Леденцов обернулся — в открытых дверях притихла женщина, обессиленная увиденным. Между прочим, ее неуемные волосы, нетронутые никакой краской, отливали теплым огнем.
— Входи, мама, — поторопил Леденцов, безмятежно поскреб индиговую макушку и пошел докрашиваться.
Она настигла его в ванной, не сняв плаща и не сбросив дверного оцепенения.
— Боря, что с тобой?
— А что со мной? — неуверенно удивился Леденцов.
Мать разглядывала полосатую голову. Ему показалось, что ее глаза горят отраженным сине-зеленым светом.
— Зачем… эта клоунада?
— Надоело ходить рыжим.
— Не болтай.
— Хочу сделаться модненьким. Попсовым-мопсовым.
— Боря, ты перестал ходить на работу… Теперь вот это… Что же с тобой?
Понурившись, он прошептал почти испуганно:
— Мама, я влямурился.
— Что?
— Влюбился.
— В
— В девушку, как горный мак.
— Какой горный мак? Скажи толком. Кто она, из какой семьи, как ее звать?..
— Ирка-губа.
3
В конференц-зал сошлось человек триста. Люди жертвовали обеденным перерывом.
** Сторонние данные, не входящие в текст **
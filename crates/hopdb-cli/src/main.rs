mod enrich;
mod scrape;
mod stock;

use clap::{Parser, Subcommand, ValueEnum};
use tracing_subscriber::EnvFilter;

#[derive(Debug, Parser)]
#[command(name = "hopdb")]
#[command(about = "Craft beer catalog pipeline: scrape, enrich, refresh")]
struct Cli {
    #[command(subcommand)]
    command: Commands,
}

#[derive(Debug, Subcommand)]
enum Commands {
    /// Scrape every shop and merge the sightings into the catalog
    Scrape {
        /// Cap items per shop
        #[arg(long)]
        limit: Option<usize>,

        /// Stop each shop after a streak of already-known listings and skip
        /// upserting known products (restocks still go through)
        #[arg(long = "new")]
        new_only: bool,

        /// Walk every page, disabling the sold-out early stop
        #[arg(long = "full")]
        full_scrape: bool,

        /// Recompute first_seen for every sighting
        #[arg(long = "reset-dates")]
        reset_dates: bool,
    },
    /// Run the full enrichment pipeline (extraction, matching, breweries)
    Enrich {
        /// Items per stage
        #[arg(long, default_value_t = 50)]
        limit: usize,

        /// Restrict to one shop (by slug or label)
        #[arg(long)]
        shop: Option<String>,

        /// Restrict to listings whose name contains this substring
        #[arg(long)]
        keyword: Option<String>,
    },
    /// Stage 1 only: extract brewery and beer names with the language model
    EnrichGemini {
        #[arg(long, default_value_t = 50)]
        limit: usize,

        #[arg(long)]
        shop: Option<String>,

        #[arg(long)]
        keyword: Option<String>,

        /// Skip all LLM calls; only process rows that already carry names
        #[arg(long)]
        offline: bool,

        /// Re-extract even when names are already present
        #[arg(long)]
        force: bool,
    },
    /// Stage 2 only: match extractions against the external beer catalog
    EnrichUntappd {
        #[arg(long, default_value_t = 50)]
        limit: usize,

        #[arg(long, value_enum, default_value_t = MatchMode::Missing)]
        mode: MatchMode,

        #[arg(long)]
        shop: Option<String>,

        /// Restrict to listings whose name contains this substring
        #[arg(long = "name-filter")]
        name_filter: Option<String>,
    },
    /// Stage 3 only: fetch brewery details for known brewery URLs
    EnrichBreweries {
        #[arg(long, default_value_t = 50)]
        limit: usize,

        /// Refresh even breweries fetched within the freshness window
        #[arg(long)]
        force: bool,

        /// Specific brewery URLs to process instead of discovering them
        #[arg(long, num_args = 1..)]
        targets: Vec<String>,
    },
    /// Re-check stock status and price on product detail pages
    UpdateStock {
        #[arg(long)]
        limit: Option<i64>,

        #[arg(long)]
        shop: Option<String>,

        /// Process highest-rated beers first
        #[arg(long)]
        sort_rating: bool,
    },
}

#[derive(Debug, Clone, Copy, PartialEq, Eq, ValueEnum)]
enum MatchMode {
    /// Find links for products that have none
    Missing,
    /// Re-scrape details for stale linked products
    Refresh,
}

#[tokio::main]
async fn main() -> anyhow::Result<()> {
    dotenvy::dotenv().ok();
    let config = hopdb_core::load_app_config()?;
    let env_filter = EnvFilter::try_from_default_env()
        .or_else(|_| EnvFilter::try_new(config.log_level.clone()))?;
    tracing_subscriber::fmt().with_env_filter(env_filter).init();

    let pool_config = hopdb_db::PoolConfig {
        max_connections: config.db_max_connections,
        min_connections: config.db_min_connections,
        acquire_timeout_secs: config.db_acquire_timeout_secs,
    };
    let pool = hopdb_db::connect_pool(&config.database_url, pool_config).await?;
    hopdb_db::run_migrations(&pool).await?;

    // Ctrl-C winds the batch loops down between items instead of killing
    // in-flight writes.
    let cancel = hopdb_core::CancelFlag::new();
    {
        let cancel = cancel.clone();
        tokio::spawn(async move {
            if tokio::signal::ctrl_c().await.is_ok() {
                tracing::warn!("interrupt received, finishing the current item");
                cancel.cancel();
            }
        });
    }

    let cli = Cli::parse();
    match cli.command {
        Commands::Scrape {
            limit,
            new_only,
            full_scrape,
            reset_dates,
        } => {
            scrape::run_scrape(&pool, &config, &cancel, limit, new_only, full_scrape, reset_dates)
                .await
        }
        Commands::Enrich {
            limit,
            shop,
            keyword,
        } => {
            enrich::run_pipeline(&pool, &config, &cancel, limit, shop.as_deref(), keyword.as_deref())
                .await
        }
        Commands::EnrichGemini {
            limit,
            shop,
            keyword,
            offline,
            force,
        } => {
            enrich::extract::run_extract(
                &pool,
                &config,
                &cancel,
                limit,
                shop.as_deref(),
                keyword.as_deref(),
                offline,
                force,
            )
            .await
            .map(|_| ())
        }
        Commands::EnrichUntappd {
            limit,
            mode,
            shop,
            name_filter,
        } => {
            let mode = match mode {
                MatchMode::Missing => enrich::untappd::MatchMode::Missing,
                MatchMode::Refresh => enrich::untappd::MatchMode::Refresh,
            };
            enrich::untappd::run_match(
                &pool,
                &config,
                &cancel,
                limit,
                mode,
                shop.as_deref(),
                name_filter.as_deref(),
                None,
            )
            .await
            .map(|_| ())
        }
        Commands::EnrichBreweries {
            limit,
            force,
            targets,
        } => {
            enrich::breweries::run_breweries(&pool, &config, &cancel, limit, force, &targets).await
        }
        Commands::UpdateStock {
            limit,
            shop,
            sort_rating,
        } => {
            stock::run_update_stock(&pool, &config, &cancel, limit, shop.as_deref(), sort_rating)
                .await
        }
    }
}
Петельников знал, что работников объединения «Полимер» привлекло не его ораторское искусство, а тема: «Правопорядок в районе». Впрочем, сильнее интриговали другие слова вестибюльного объявления, выведенные тушью мелко: «Рассказывает старший оперуполномоченный уголовного розыска, капитан В.А. Петельников».
Вел встречу заместитель директора по общим вопросам Мирон Алексеевич Желубовский. Фамилия показалась знакомой. Петельников объяснял правовую ситуацию в районе, приводил примеры, делал выводы, вспоминал случаи из личной практики, а фамилия Желубовского вертелась в мозгу неопознанной. И только когда зашла речь о несовершеннолетних, Петельников приостановился посреди фразы и внимательно глянул на усталого и нетерпеливого человека, ведущего собрание. Желубовский, отец Грэга-артиста. Разговор с родителем сам шел в руки — хоть этим помочь Леденцову.
Время доклада истекло. Петельников сказал заключающие слова и спрятал в карман незаметную бумажку-планчик. Но истекло время доклада, а не время его встречи с работниками объединения «Полимер». Пошла череда вопросов — скорых, один за другим, как вагоны бегущего поезда. Казалось, люди забыли про работу. Петельников отвечал… Сколько задержал он преступников лично; почему осужденные не отбывают полностью срок наказания; женат ли он; куда ползет кривая преступности; сидят ли в нем бандитские пули; почему их полицейские оснащены черт те чем, а у наших милиционеров одни кургузые «газики»; есть ли любовь в преступном мире; до каких пор не будут приниматься меры к Федьке по фамилии Оридорога с Сердобольской улицы, который торгует самонаваренным едким напитком под названием «Коловорот»; работают ли в уголовном розыске женщины; и все-таки: почему он не женат?..
— Кофе выпьете? — предложил Желубовский, прервавший таки лавину вопросов.
— С удовольствием, — тотчас согласился Петельников, потому что хотел и побеседовать, и кофе любил, и не знал, — где и когда еще доведется перекусить.
Они прошли в кабинет заместителя директора. Середина просторной комнаты была застлана темно-зеленым ворсистым паласом, и на нем, как на надежном плоту, укрепился полированный стол с телефонами, пара кресел и веселенький торшер, походивший на велосипедное колесо с кистями. Когда же секретарша принесла кофе не в чашечках, а в фаянсовом кофейнике, Петельникову сделалось совсем уютно.
— Да, работа у вас опасная, — сказал Желубовский, как бы продолжая встречу в конференц-зале.
— Не так для жизни, как для нервов, — уточнил Петельников.
— Видимо, трудно с рецидивистами?
— Пожалуй, нет.
— С убийцами?
— И с ними управляемся.
— А-а, нелегко с крупными расхитителями?
— Мирон Алексеевич, труднее всего с разболтанными подростками.
— Неужели они опаснее рецидивистов и убийц?
— Убийца редок, а группка непутевых ребят почти в каждом дворе ошивается.